Primero fue la tos. No llegó de golpe, sino como un susurro áspero que trepaba desde lo más profundo de sus pulmones hasta la garganta. Un estertor mañanero, compañero fiel después del tercer cigarro del día. Aquello no lo sorprendió mucho. Se dijo a sí mismo que solo era un catarro pasajero, y no le dio más importancia.

Luego aparecieron las flemas amarillentas y el dolor en el pecho. Estaba demasiado flaco, ojeroso y siempre se sentía cansado, incluso si había dormido toda la noche. Sus amigos no se atrevían a decirlo en voz alta, pero parecía un muerto en vida, y él también lo pensaba al mirarse al espejo.

Una tarde, no pudo subir las escaleras hasta su apartamento. A mitad de camino, se sentó a descansar en un escalón. Le faltaba el aire. Allí permaneció largo rato, hasta que su respiración mejoró y, mientras encendía otro cigarro, comprendió que su cuerpo llevaba tiempo pidiéndole auxilio.

La historia, con más o menos matices, puede ser la de muchísimos fumadores, y es tan común que su desenlace se adivina sin esfuerzo. Estos síntomas llevan la firma del cáncer de pulmón, una enfermedad que mata a casi dos millones de personas cada año en todo el mundo, y cuyo principal culpable sigue siendo el tabaquismo.

Por supuesto, el daño del cigarro no se limita al cáncer pulmonar. Laringe, boca, estómago, colon y cuello uterino; pueden albergar tumores originados en ese humo que se inhala día tras día. A estos riesgos se suman la diabetes, los accidentes cerebrovasculares y las enfermedades respiratorias crónicas, porque el cuerpo del fumador está condenado a una guerra en múltiples frentes.

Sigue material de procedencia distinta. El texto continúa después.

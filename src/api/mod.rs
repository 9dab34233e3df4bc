//! HTTP API module for the rate engine.
//!
//! This module exposes the rate card, rate inheritance, the basic rate and
//! standalone calculators, and resource costing as JSON endpoints.

mod handlers;
mod request;
mod response;
mod state;

pub use handlers::create_router;
pub use request::{CalculatorRequest, CostResourceRequest, ResolveRateRequest};
pub use response::{
    ApiError, ApiErrorResponse, BasicRateResponse, ResolveRateResponse, RolesResponse,
};
pub use state::AppState;
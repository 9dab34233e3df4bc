//! Calculation logic for the rate engine.
//!
//! This module contains the pure rate functions (rate inheritance, basic
//! rate, earnings and profit, the standalone calculator), the resource
//! costing flow built on them, and project roll-ups.

mod basic_rate;
mod earnings;
mod parsing;
mod project_summary;
mod rate_calculator;
mod rate_resolver;
mod resource_costing;

pub use basic_rate::{compute_basic_rate, total_deductions};
pub use earnings::{compute_earnings, compute_profit};
pub use parsing::{FormValue, amount_from_f64, parse_amount, parse_lenient};
pub use project_summary::{
    ProjectSortKey, ProjectSummary, ResourceSortKey, sort_projects, sort_resources,
    summarize_project,
};
pub use rate_calculator::{
    CalculatorInputs, CalculatorOutputs, compute_calculator_outputs, fixed_overhead,
    loading_divisor, spectrum_uplift, tolerance_share,
};
pub use rate_resolver::{inherited_field, resolve_rate};
pub use resource_costing::{cost_resource, create_resource};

Ante semejante evidencia científica, ampliamente difundida, cabría esperar el declive final del tabaquismo. ¿Qué lógica tiene abrazar un hábito que equivale a firmar una sentencia de muerte?

Las estadísticas globales van en ese sentido. Según la Organización Mundial de la Salud, mientras en el año 2000 fumaba una de cada tres personas, en 2022 la proporción bajó a una de cada cinco. Un descenso esperanzador, aunque insuficiente: hoy 1250 millones de personas siguen enganchadas al cigarro, una cifra que cuestiona el cumplimiento de las metas internacionales.

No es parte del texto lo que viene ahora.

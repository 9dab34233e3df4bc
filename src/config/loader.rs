//! Configuration loading functionality.
//!
//! This module provides the [`ConfigLoader`] type for loading a rate card
//! from YAML files.

use std::fs;
use std::path::Path;

use rust_decimal::Decimal;
use tracing::info;

use crate::error::{EngineError, EngineResult};
use crate::models::{ArrangementKey, ResourceType, Role};

use super::types::{RateCard, RateCardMetadata, RolesConfig};

/// Loads and provides access to a rate card.
///
/// # Directory Structure
///
/// ```text
/// config/rate_card/
/// ├── rate_card.yaml   # Card metadata
/// └── roles.yaml       # Roles and their arrangement tables
/// ```
///
/// # Example
///
/// ```no_run
/// use rate_engine::config::ConfigLoader;
/// use rate_engine::models::{ArrangementKey, ResourceType};
///
/// let loader = ConfigLoader::load("./config/rate_card").unwrap();
/// let rate = loader.resolve_rate(
///     "Senior Developer",
///     ArrangementKey::OnSiteUk,
///     Some(ResourceType::Acr),
/// );
/// println!("Inherited rate: {:?}", rate);
/// ```
#[derive(Debug, Clone)]
pub struct ConfigLoader {
    card: RateCard,
}

impl ConfigLoader {
    /// Loads configuration from the specified directory.
    ///
    /// # Errors
    ///
    /// Returns an error if:
    /// - Either file is missing (`ConfigNotFound`)
    /// - Either file contains invalid YAML or a role name is blank or
    ///   duplicated (`ConfigParseError`)
    pub fn load<P: AsRef<Path>>(path: P) -> EngineResult<Self> {
        let path = path.as_ref();

        let metadata = Self::load_yaml::<RateCardMetadata>(&path.join("rate_card.yaml"))?;

        let roles_path = path.join("roles.yaml");
        let roles_config = Self::load_yaml::<RolesConfig>(&roles_path)?;

        let card = RateCard::new(metadata, roles_config.roles).map_err(|e| {
            EngineError::ConfigParseError {
                path: roles_path.display().to_string(),
                message: e.to_string(),
            }
        })?;

        info!(
            code = %card.metadata().code,
            version = %card.metadata().version,
            roles = card.roles().len(),
            "Rate card loaded"
        );

        Ok(Self { card })
    }

    /// Loads and parses a YAML file.
    fn load_yaml<T: serde::de::DeserializeOwned>(path: &Path) -> EngineResult<T> {
        let path_str = path.display().to_string();

        let content = fs::read_to_string(path).map_err(|_| EngineError::ConfigNotFound {
            path: path_str.clone(),
        })?;

        serde_yaml::from_str(&content).map_err(|e| EngineError::ConfigParseError {
            path: path_str,
            message: e.to_string(),
        })
    }

    /// Returns the underlying rate card.
    pub fn card(&self) -> &RateCard {
        &self.card
    }

    /// Returns the rate card metadata.
    pub fn metadata(&self) -> &RateCardMetadata {
        self.card.metadata()
    }

    /// Gets a role by its name.
    ///
    /// # Errors
    ///
    /// Returns `RoleNotFound` if the role is not on the card.
    pub fn get_role(&self, name: &str) -> EngineResult<&Role> {
        self.card.get_role(name)
    }

    /// Resolves the rate a resource inherits. See [`RateCard::resolve_rate`].
    pub fn resolve_rate(
        &self,
        role: &str,
        arrangement: ArrangementKey,
        resource_type: Option<ResourceType>,
    ) -> Option<Decimal> {
        self.card.resolve_rate(role, arrangement, resource_type)
    }
}

#[cfg(test)]
mod tests {
    use super::*;
    use crate::calculation::compute_basic_rate;
    use std::str::FromStr;

    fn config_path() -> &'static str {
        "./config/rate_card"
    }

    fn dec(s: &str) -> Decimal {
        Decimal::from_str(s).unwrap()
    }

    #[test]
    fn test_load_valid_configuration() {
        let result = ConfigLoader::load(config_path());
        assert!(result.is_ok(), "Failed to load config: {:?}", result.err());

        let loader = result.unwrap();
        assert_eq!(loader.metadata().code, "RC-2024-01");
        assert_eq!(loader.metadata().currency, "USD");
        assert_eq!(loader.card().roles().len(), 3);
    }

    #[test]
    fn test_every_role_has_all_six_arrangements() {
        let loader = ConfigLoader::load(config_path()).unwrap();

        for role in loader.card().roles() {
            for key in ArrangementKey::ALL {
                assert!(
                    role.rates(key).is_some(),
                    "{} is missing {}",
                    role.name,
                    key
                );
            }
        }
    }

    #[test]
    fn test_get_role() {
        let loader = ConfigLoader::load(config_path()).unwrap();

        let role = loader.get_role("Project Manager").unwrap();
        let rates = role.rates(ArrangementKey::OnSiteUk).unwrap();
        assert_eq!(rates.day_rate, dec("950"));
        assert_eq!(rates.saiven, dec("900"));
        assert_eq!(rates.bau, dec("870"));
    }

    #[test]
    fn test_get_role_unknown_returns_error() {
        let loader = ConfigLoader::load(config_path()).unwrap();

        match loader.get_role("unknown") {
            Err(EngineError::RoleNotFound { name }) => assert_eq!(name, "unknown"),
            other => panic!("Expected RoleNotFound error, got {:?}", other),
        }
    }

    #[test]
    fn test_resolve_rate_for_each_resource_type() {
        let loader = ConfigLoader::load(config_path()).unwrap();
        let key = ArrangementKey::WfmRemoteFlexibleUk;

        assert_eq!(
            loader.resolve_rate("Senior Developer", key, Some(ResourceType::Cir)),
            Some(dec("800"))
        );
        assert_eq!(
            loader.resolve_rate("Senior Developer", key, Some(ResourceType::Acr)),
            Some(dec("750"))
        );
        assert_eq!(
            loader.resolve_rate("Senior Developer", key, Some(ResourceType::Reference)),
            Some(dec("720"))
        );
    }

    #[test]
    fn test_resolve_rate_matches_stored_fields_for_every_pair() {
        let loader = ConfigLoader::load(config_path()).unwrap();

        for role in loader.card().roles() {
            for (key, rates) in &role.arrangements {
                assert_eq!(
                    loader.resolve_rate(&role.name, *key, Some(ResourceType::Cir)),
                    Some(rates.day_rate)
                );
                assert_eq!(
                    loader.resolve_rate(&role.name, *key, Some(ResourceType::Acr)),
                    Some(rates.saiven)
                );
                assert_eq!(
                    loader.resolve_rate(&role.name, *key, Some(ResourceType::Reference)),
                    Some(rates.bau)
                );
            }
        }
    }

    #[test]
    fn test_stored_basic_rate_drifts_from_computed() {
        let loader = ConfigLoader::load(config_path()).unwrap();
        let rates = loader
            .get_role("Senior Developer")
            .unwrap()
            .rates(ArrangementKey::WfmRemoteFlexibleUk)
            .unwrap();

        assert_eq!(rates.basic_rate, dec("650"));
        assert_eq!(compute_basic_rate(rates).unwrap(), Decimal::ZERO);
    }

    #[test]
    fn test_load_missing_directory_returns_error() {
        let result = ConfigLoader::load("/nonexistent/path");

        match result {
            Err(EngineError::ConfigNotFound { path }) => {
                assert!(path.contains("rate_card.yaml"));
            }
            _ => panic!("Expected ConfigNotFound error"),
        }
    }
}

En Cuba, aunque se fuma menos que antes, el ritmo de disminución se ha estancado. Podemos comprobarlo si echamos un breve vistazo a las estadísticas del último medio siglo. Allí también descubriremos que somos uno de los países latinoamericanos con mayor prevalencia de tabaquismo, que todos los días muchos de nuestros niños y adolescentes comienzan a fumar, y que cada 90 minutos muere un cubano por enfermedades vinculadas al humo del cigarro.

Detrás de estos números, se esconden dramas humanos invisibles: los futuros truncados, la silla que permanece vacía en las comidas familiares, los abrazos que nunca volverán a darse… Más allá de la estadística fría, hay un ciclo infinito de dolor y pérdidas evitables.

El tabaco tiene, además, un récord siniestro: es el único producto de consumo legal que, usado según las instrucciones del fabricante, mata a la mitad de sus consumidores. Así lo advierte la Organización Panamericana de la Salud, convencida de que el negocio tabacalero, además de letal, es matemáticamente macabro, como lanzar una moneda al aire para decidir si alguien vive o muere.

Afortunadamente, son muchas las voces que se alzan por todo el planeta, no solo el 31 de mayo, con la esperanza de que las futuras generaciones puedan disfrutar de una vida más plena, saludable y sobre todo, libre de humo. Claro, toda batalla cultural está incompleta si no va acompañada de políticas públicas audaces y de la más amplia participación popular.

El caso de Uruguay es un ejemplo de ello. Con legislaciones estrictas, campañas de educación eficaces y colaboración ciudadana, la prevalencia del tabaquismo y de su mortalidad asociada se redujo drásticamente. Pero para ello hicieron falta grandes dosis de voluntad política y de coherencia. En la guerra contra este hábito no caben las medias tintas, las ambigüedades ni aquello de “donde dije digo, digo Diego”.

A los cubanos nos queda un largo trecho por recorrer en este sentido, pero podemos lograrlo. La nuestra es una sociedad que, incluso en tiempos de crisis como la actual, conserva herramientas, experiencias y suficiente potencial para generar cambios culturales profundos y, quizá, darles a nuestros hijos y nietos una mejor calidad de vida.

El reto es enorme, pero no imposible. Depende de nosotros que las generaciones venideras hereden un país lleno de aire limpio.